La vittima perfetta: ebreo e americano. Leon, freddato con due colpi, in fronte e al petto, fu gettato in mare.
Il governo Craxi voleva evitare spargimenti di sangue: la crisi andava risolta con la diplomazia anche perché, «ufficialmente», nessuno sapeva dell’omicidio. In breve, allora, l’ambasciatore italiano in Egitto Vincenzo Magliuolo firmò un salvacondotto per i terroristi, che tornarono al Cairo.
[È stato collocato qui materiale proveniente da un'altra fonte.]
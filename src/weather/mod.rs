mod client;
mod types;

pub use client::{render_weather, weather_text, WeatherClient, MISSING_API_KEY};
pub use types::{CloudCover, DaySummary, Humidity, Temperature};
La nave era libera, e i palestinesi salirono su un Boeing 737 diretto verso la sede dell’Olp a Tunisi.
Washington però voleva gli assassini: due caccia intercettarono il Boeing e lo costrinsero ad atterrare alla base Nato di Sigonella, in Sicilia. La mezzanotte di venerdì 11 ottobre era appena passata. La crisi si era ingarbugliata: chi doveva giudicare i terroristi? L’Italia o gli Usa?
Per Craxi i reati erano stati commessi in territorio italiano, quindi si trattava di una questione di sovranità nazionale. I Vam (la Vigilanza dell’Aeronautica Militare) si disposero intorno agli aerei.
Ma nemmeno Reagan sembrava avere dubbi e la Delta Force, circondò armi in pugno i Vam. Immediata la contro-risposta: i carabinieri, a loro volta, accerchiarono gli americani. La tensione era al culmine: secondo il presidente Cossiga, se la Delta avesse tentato di prelevare i terroristi, i Vam e i carabinieri «avrebbero sparato».
Una crisi tra due Paesi alleati senza precedenti. Reagan, furibondo, telefonò a mezzo governo: da Andreotti a Spadolini, e poi ancora a Craxi. Niente da fare: alle 4 di notte, la Delta Force si ritirò. I terroristi scesero dall’aereo, ma non era ancora finita: Abu Abbas, il capo del commando e uno dei leader dell’Olp - che fingeva di essere solo un emissario - pretendeva di poter ripartire, mentre gli americani chiedevano almeno per lui l’estradizione. Un altro «No» secco dell’Italia che, alle 18 e 30, lo imbarcò su un aereo diretto a Belgrado, libero e sotto la protezione del maresciallo Tito. Una scelta a dir poco discutibile perché Abbas, nove mesi dopo, fu condannato all’ergastolo come mandante del dirottamento, mentre Majed Al Moloqui - l’assassino di Klinghoffer - prese 30 anni.
Comunque, fu forse quello il primo «No» dell’Italia agli Stati Uniti nell’intero dopoguerra, e i consensi nel Paese furono unanimi: una prova di indipendenza e di orgoglio nazionale.
Passarono gli anni. Poi, scoppiò la guerra in Iraq e il 15 aprile 2003 Abu Abbas fu arrestato dalle Forze speciali americane: protetto da Saddam Hussein, si trovava in una comoda villetta a Baghdad. Rinchiuso in carcere, morì un anno dopo, il 9 marzo 2004. Secondo il Pentagono, aveva avuto un attacco cardiaco. Ma non tutti ci scommetterebbero.